Should public school dollars be used to send children to private, even religious schools? That's the big question in a debate over private school vouchers, a debate the NPR Ed team is exploring this week. President Trump and Education Secretary Betsy DeVos are big fans of vouchers. Fifteen states and Washington, D.C., already offer them. The biggest single statewide program belongs to Indiana, and NPR's Cory Turner spent a week there learning about it. He's back in the studio now. Hi, Cory.

CORY TURNER, BYLINE: Hey, Ari.

SHAPIRO: So how does Indiana's voucher program work?

TURNER: Sure. Well, the simplest way to explain it is that parents who meet certain income requirements get a voucher for most or some of what the state would have spent on their child in a public school, and then they can spend that money in a private school or even a private religious school.

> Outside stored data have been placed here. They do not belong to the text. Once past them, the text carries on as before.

impl BrokerState {
    fn subscription(&self, name: &str) -> Result<&SubscriptionState, BrokerError> {
        self.subscriptions
            .get(name)
            .ok_or_else(|| BrokerError::UnknownSubscription(name.to_string()))
    }

    fn subscription_mut(&mut self, name: &str) -> Result<&mut SubscriptionState, BrokerError> {
        self.subscriptions
            .get_mut(name)
            .ok_or_else(|| BrokerError::UnknownSubscription(name.to_string()))
    }

    fn check_dead_letter_topic(&self, config: &SubscriptionConfig) -> Result<(), BrokerError> {
        match &config.dead_letter_topic {
            Some(topic) if !self.topics.contains_key(topic) => {
                Err(BrokerError::UnknownTopic(topic.clone()))
            }
            _ => Ok(()),
        }
    }

    pub(crate) fn publish_locked(
        &mut self,
        topic: &str,
        payload: Vec<u8>,
        attributes: Attributes,
        now: Instant,
    ) -> Result<MessageId, BrokerError> {
        let BrokerState {
            topics,
            subscriptions,
            push_work,
        } = self;

        let topic_entry = topics
            .get_mut(topic)
            .ok_or_else(|| BrokerError::UnknownTopic(topic.to_string()))?;

        let (matching, filtered): (Vec<&String>, Vec<&String>) = topic_entry
            .subscriptions
            .iter()
            .filter(|name| subscriptions.contains_key(name.as_str()))
            .partition(|name| {
                subscriptions
                    .get(name.as_str())
                    .is_some_and(|sub| sub.config.filter.matches(&attributes))
            });
        let matching: Vec<String> = matching.into_iter().cloned().collect();
        if !filtered.is_empty() {
            debug!(topic, filtered = ?filtered, "message filtered out");
        }

        let publish_time = chrono::Utc::now().timestamp_millis();
        let message = topic_entry.append(payload, attributes, publish_time, matching.len());

        for name in &matching {
            if let Some(sub) = subscriptions.get_mut(name) {
                sub.leases
                    .insert(message.id, Lease::new(message.clone(), now));
                if sub.config.mode.is_push() {
                    *push_work = true;
                }
            }
        }

        debug!(
            topic,
            message_id = message.id,
            subscriptions = matching.len(),
            "message published"
        );
        Ok(message.id)
    }

    fn claim_locked(
        &mut self,
        subscription: &str,
        max_messages: usize,
        now: Instant,
    ) -> Vec<ReceivedMessage> {
        let Some(sub) = self.subscriptions.get_mut(subscription) else {
            return Vec::new();
        };
        let ack_deadline = sub.config.ack_deadline;

        let mut received = Vec::new();
        for (id, lease) in sub.leases.iter_mut() {
            if received.len() >= max_messages {
                break;
            }
            if lease.claim(now, ack_deadline) {
                received.push(ReceivedMessage {
                    lease_id: LeaseId {
                        subscription: subscription.to_string(),
                        message_id: *id,
                        delivery: lease.attempts,
                    },
                    message: lease.message.clone(),
                    delivery_attempt: lease.attempts,
                });
            }
        }
        received
    }

    /// Drops the store's reference for one finished lease.
    fn release(&mut self, topic: &str, id: MessageId) {
        if let Some(topic) = self.topics.get_mut(topic) {
            topic.release(id);
        }
    }

    /// Expiry sweep for one subscription. Returns the number of expired leases.
    fn expire_subscription(&mut self, name: &str, now: Instant) -> usize {
        let Some(sub) = self.subscriptions.get(name) else {
            return 0;
        };
        let expired: Vec<MessageId> = sub
            .leases
            .iter()
            .filter(|(_, lease)| lease.is_expired(now))
            .map(|(id, _)| *id)
            .collect();

        for id in &expired {
            self.fail_lease(name, *id, None, RequeueReason::Expired, now);
        }
        expired.len()
    }

    /// Dead-letters pending leases whose attempts already reached the
    /// subscription's limit. Returns how many were escalated.
    fn escalate_exhausted(&mut self, name: &str, now: Instant) -> usize {
        let Some(sub) = self.subscriptions.get(name) else {
            return 0;
        };
        let max_attempts = sub.config.max_delivery_attempts;
        let exhausted: Vec<(MessageId, u32)> = sub
            .leases
            .iter()
            .filter(|(_, lease)| lease.is_exhausted(max_attempts))
            .map(|(id, lease)| (*id, lease.attempts))
            .collect();

        for (id, attempts) in &exhausted {
            self.dead_letter_lease(name, *id, *attempts, now);
        }
        exhausted.len()
    }

    /// Removes a lease for good and forwards its message to the dead-letter
    /// topic, if any.
    fn dead_letter_lease(&mut self, name: &str, id: MessageId, attempts: u32, now: Instant) {
        let Some(sub) = self.subscriptions.get_mut(name) else {
            return;
        };
        let Some(lease) = sub.leases.remove(&id) else {
            return;
        };
        let topic = sub.config.topic.clone();
        let dead_letter_topic = sub.config.dead_letter_topic.clone();

        self.release(&topic, id);
        self.escalate(name, dead_letter_topic.as_deref(), &lease.message, attempts, now);
    }

    /// Shared nack/expiry transition for a delivered lease. `delivery`, when
    /// given, must match the lease's current delivery.
    fn fail_lease(
        &mut self,
        name: &str,
        id: MessageId,
        delivery: Option<u32>,
        reason: RequeueReason,
        now: Instant,
    ) -> Transition {
        let Some(sub) = self.subscriptions.get_mut(name) else {
            return Transition::Ignored;
        };
        let Some(lease) = sub.leases.get_mut(&id) else {
            return Transition::Ignored;
        };
        if !lease.is_delivered() {
            return Transition::Ignored;
        }
        if delivery.is_some_and(|delivery| delivery != lease.attempts) {
            debug!(
                subscription = name,
                message_id = id,
                ?delivery,
                current = lease.attempts,
                "nack from an earlier delivery ignored"
            );
            return Transition::Ignored;
        }

        if reason == RequeueReason::Expired {
            lease.expirations += 1;
            if lease.expirations > 1 {
                warn!(
                    subscription = name,
                    message_id = id,
                    expirations = lease.expirations,
                    "lease expired again, handler may be stuck"
                );
            } else {
                debug!(subscription = name, message_id = id, "lease expired");
            }
        }

        let attempts = lease.attempts;
        match lease.fail(
            now,
            sub.config.max_delivery_attempts,
            &sub.config.retry_policy,
        ) {
            Failure::Retry => {
                if sub.config.mode.is_push() {
                    self.push_work = true;
                }
                debug!(subscription = name, message_id = id, attempts, ?reason, "lease requeued");
                Transition::Requeued { reason, attempts }
            }
            Failure::Exhausted => {
                self.dead_letter_lease(name, id, attempts, now);
                Transition::DeadLettered { attempts }
            }
        }
    }
}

Now, this is key, Ari. Notice I said most or some because in Indiana, they're actually two vouchers. The poorest students qualify for a voucher that's worth roughly 90 percent of what the state would have spent in a public school, but now some middle class families actually qualify for a half voucher.

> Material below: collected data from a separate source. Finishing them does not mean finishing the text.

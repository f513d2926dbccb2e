mod settings;

use crate::config::settings::PartialSettings;
use config::{Config, ConfigError, Environment, File};

pub use settings::{BrokerSettings, DemoSettings, ServerSettings, Settings};

/// Loads the configuration from `config/default.*` and `ACKBUS__*` environment
/// variables (e.g. `ACKBUS__SERVER__PORT=9000`).
/// Merges whatever was found over the default values.
pub fn load_config() -> Result<Settings, ConfigError> {
    let builder = Config::builder()
        .add_source(File::with_name("config/default").required(false))
        .add_source(
            Environment::with_prefix("ACKBUS")
                .separator("__")
                .try_parsing(true),
        );

    let config = builder.build()?;

    // Try to deserialize what is available
    let partial: PartialSettings = config.try_deserialize()?;

    // Merge with defaults
    let default = Settings::default();
    let server = partial.server.as_ref();
    let broker = partial.broker.as_ref();
    let demo = partial.demo.as_ref();

    Ok(Settings {
        server: ServerSettings {
            host: server
                .and_then(|s| s.host.clone())
                .unwrap_or(default.server.host),
            port: server.and_then(|s| s.port).unwrap_or(default.server.port),
        },
        broker: BrokerSettings {
            ack_deadline_secs: broker
                .and_then(|b| b.ack_deadline_secs)
                .unwrap_or(default.broker.ack_deadline_secs),
            max_delivery_attempts: broker
                .and_then(|b| b.max_delivery_attempts)
                .unwrap_or(default.broker.max_delivery_attempts),
            expiry_sweep_interval_ms: broker
                .and_then(|b| b.expiry_sweep_interval_ms)
                .unwrap_or(default.broker.expiry_sweep_interval_ms),
            push_max_outstanding: broker
                .and_then(|b| b.push_max_outstanding)
                .unwrap_or(default.broker.push_max_outstanding),
            min_backoff_ms: broker
                .and_then(|b| b.min_backoff_ms)
                .unwrap_or(default.broker.min_backoff_ms),
            max_backoff_ms: broker
                .and_then(|b| b.max_backoff_ms)
                .unwrap_or(default.broker.max_backoff_ms),
        },
        demo: DemoSettings {
            events: demo.and_then(|d| d.events).unwrap_or(default.demo.events),
            duration_secs: demo
                .and_then(|d| d.duration_secs)
                .unwrap_or(default.demo.duration_secs),
            min_event_delay_ms: demo
                .and_then(|d| d.min_event_delay_ms)
                .unwrap_or(default.demo.min_event_delay_ms),
            max_event_delay_ms: demo
                .and_then(|d| d.max_event_delay_ms)
                .unwrap_or(default.demo.max_event_delay_ms),
            failure_rate: demo
                .and_then(|d| d.failure_rate)
                .unwrap_or(default.demo.failure_rate),
            log_level: demo
                .and_then(|d| d.log_level.clone())
                .unwrap_or(default.demo.log_level),
        },
    })
}

#[cfg(test)]
mod tests;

SHAPIRO: Can any student that gets a voucher enroll in a private school?

TURNER: No. And there are a couple of reasons for this. First of all, it's really up to the private school to decide if it wants to accept vouchers at all. They don't have to. Right now in Indiana, roughly 300 schools do, and the vast majority of those schools are religious.

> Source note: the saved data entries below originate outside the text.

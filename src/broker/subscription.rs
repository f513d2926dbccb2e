//! Subscriptions and attribute filters
//!
//! A subscription is a named, filtered view over one topic. Its delivery mode
//! is fixed at creation; filter, ack-deadline, max delivery attempts, dead-letter
//! topic and retry backoff can be changed afterwards.

use std::collections::BTreeMap;
use std::time::Duration;

use serde::{Deserialize, Serialize};

use crate::broker::message::Attributes;
use crate::utils::BrokerError;

/// Conjunction of exact-match attribute constraints. Empty matches everything.
#[derive(Debug, Clone, Default, PartialEq, Eq, Serialize, Deserialize)]
#[serde(transparent)]
pub struct AttributeFilter {
    constraints: BTreeMap<String, String>,
}

impl AttributeFilter {
    /// Filter that accepts every message.
    pub fn any() -> Self {
        Self::default()
    }

    /// Adds a `key == value` constraint.
    pub fn with(mut self, key: &str, value: &str) -> Self {
        self.constraints.insert(key.to_string(), value.to_string());
        self
    }

    pub fn matches(&self, attributes: &Attributes) -> bool {
        self.constraints
            .iter()
            .all(|(key, value)| attributes.get(key) == Some(value))
    }
}

impl<K: Into<String>, V: Into<String>> FromIterator<(K, V)> for AttributeFilter {
    fn from_iter<I: IntoIterator<Item = (K, V)>>(iter: I) -> Self {
        Self {
            constraints: iter
                .into_iter()
                .map(|(k, v)| (k.into(), v.into()))
                .collect(),
        }
    }
}

#[derive(Debug, Clone, PartialEq, Eq)]
pub enum DeliveryMode {
    /// Drained by `Broker::pull`.
    Pull,
    /// Delivered by the push dispatcher to `endpoint`.
    Push { endpoint: String },
}

impl DeliveryMode {
    pub fn is_push(&self) -> bool {
        matches!(self, DeliveryMode::Push { .. })
    }

    pub(crate) fn name(&self) -> &'static str {
        match self {
            DeliveryMode::Pull => "pull",
            DeliveryMode::Push { .. } => "push",
        }
    }
}

/// Backoff applied before a failed message becomes deliverable again.
#[derive(Debug, Clone, Copy, PartialEq, Eq, Default)]
pub struct RetryPolicy {
    pub minimum_backoff: Duration,
    pub maximum_backoff: Duration,
}

impl RetryPolicy {
    /// Redeliver immediately after a nack or expiry.
    pub fn immediate() -> Self {
        Self::default()
    }

    pub fn exponential(minimum_backoff: Duration, maximum_backoff: Duration) -> Self {
        Self {
            minimum_backoff,
            maximum_backoff: maximum_backoff.max(minimum_backoff),
        }
    }

    /// Delay after the `attempts`-th failed delivery: `min * 2^(attempts-1)`, capped at `max`.
    pub fn backoff(&self, attempts: u32) -> Duration {
        if self.minimum_backoff.is_zero() {
            return Duration::ZERO;
        }
        let exponent = attempts.saturating_sub(1).min(16);
        self.minimum_backoff
            .saturating_mul(1 << exponent)
            .min(self.maximum_backoff)
    }
}

#[derive(Debug, Clone)]
pub struct SubscriptionConfig {
    pub name: String,
    pub topic: String,
    pub mode: DeliveryMode,
    pub filter: AttributeFilter,
    pub ack_deadline: Duration,
    pub max_delivery_attempts: u32,
    pub dead_letter_topic: Option<String>,
    pub retry_policy: RetryPolicy,
}

impl SubscriptionConfig {
    /// Pull subscription with a 10s ack-deadline, 5 delivery attempts and no filter.
    pub fn pull(name: &str, topic: &str) -> Self {
        Self {
            name: name.to_string(),
            topic: topic.to_string(),
            mode: DeliveryMode::Pull,
            filter: AttributeFilter::any(),
            ack_deadline: Duration::from_secs(10),
            max_delivery_attempts: 5,
            dead_letter_topic: None,
            retry_policy: RetryPolicy::immediate(),
        }
    }

    /// Push subscription delivering to `endpoint`, otherwise like [`SubscriptionConfig::pull`].
    pub fn push(name: &str, topic: &str, endpoint: &str) -> Self {
        Self {
            mode: DeliveryMode::Push {
                endpoint: endpoint.to_string(),
            },
            ..Self::pull(name, topic)
        }
    }

    pub fn with_filter(mut self, filter: AttributeFilter) -> Self {
        self.filter = filter;
        self
    }

    pub fn with_ack_deadline(mut self, ack_deadline: Duration) -> Self {
        self.ack_deadline = ack_deadline;
        self
    }

    pub fn with_max_delivery_attempts(mut self, attempts: u32) -> Self {
        self.max_delivery_attempts = attempts;
        self
    }

    pub fn with_dead_letter_topic(mut self, topic: &str) -> Self {
        self.dead_letter_topic = Some(topic.to_string());
        self
    }

    pub fn with_retry_policy(mut self, retry_policy: RetryPolicy) -> Self {
        self.retry_policy = retry_policy;
        self
    }

    pub(crate) fn validate(&self) -> Result<(), BrokerError> {
        let invalid = |reason: &str| BrokerError::InvalidSubscription {
            name: self.name.clone(),
            reason: reason.to_string(),
        };

        if self.name.is_empty() {
            return Err(invalid("name must not be empty"));
        }
        if self.max_delivery_attempts < 1 {
            return Err(invalid("max_delivery_attempts must be at least 1"));
        }
        if self.ack_deadline.is_zero() {
            return Err(invalid("ack_deadline must be positive"));
        }
        if let DeliveryMode::Push { endpoint } = &self.mode {
            if endpoint.is_empty() {
                return Err(invalid("push subscriptions require an endpoint"));
            }
        }
        Ok(())
    }
}

/// Mutable part of a subscription. `None` leaves the field untouched.
#[derive(Debug, Clone, Default)]
pub struct SubscriptionUpdate {
    pub filter: Option<AttributeFilter>,
    pub ack_deadline: Option<Duration>,
    pub max_delivery_attempts: Option<u32>,
    /// `Some(None)` removes the dead-letter topic.
    pub dead_letter_topic: Option<Option<String>>,
    pub retry_policy: Option<RetryPolicy>,
}

impl SubscriptionUpdate {
    pub(crate) fn apply_to(&self, config: &SubscriptionConfig) -> SubscriptionConfig {
        let mut updated = config.clone();
        if let Some(filter) = &self.filter {
            updated.filter = filter.clone();
        }
        if let Some(ack_deadline) = self.ack_deadline {
            updated.ack_deadline = ack_deadline;
        }
        if let Some(attempts) = self.max_delivery_attempts {
            updated.max_delivery_attempts = attempts;
        }
        if let Some(dead_letter_topic) = &self.dead_letter_topic {
            updated.dead_letter_topic = dead_letter_topic.clone();
        }
        if let Some(retry_policy) = self.retry_policy {
            updated.retry_policy = retry_policy;
        }
        updated
    }
}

Now, the other really big consideration here is that unlike some voucher programs in other states, private schools in Indiana still retain a lot of freedom to pick and choose students who apply, even though those students have vouchers.

SHAPIRO: So this is public money, no guaranteed access to a private school. What kinds of criteria do the private schools use to decide who they're going to let in?

TURNER: It's a pretty long list, to be honest. Schools can use grade point average. If you don't have a certain grade point average, you can't get in. They can make students take admissions tests. They can reject a student who has a record of behavior issues. Religious schools can require students to abide by, say, a statement of faith.

We even found one school's website where it lists the policy. It says homosexual activity is immoral and that if the home life of the student violates the school standards, well, then the school reserves the right to either refuse admission or discontinue enrollment.

SHAPIRO: So presumably, children of same-sex parents wouldn't be able to enroll in that school, even if they had a voucher.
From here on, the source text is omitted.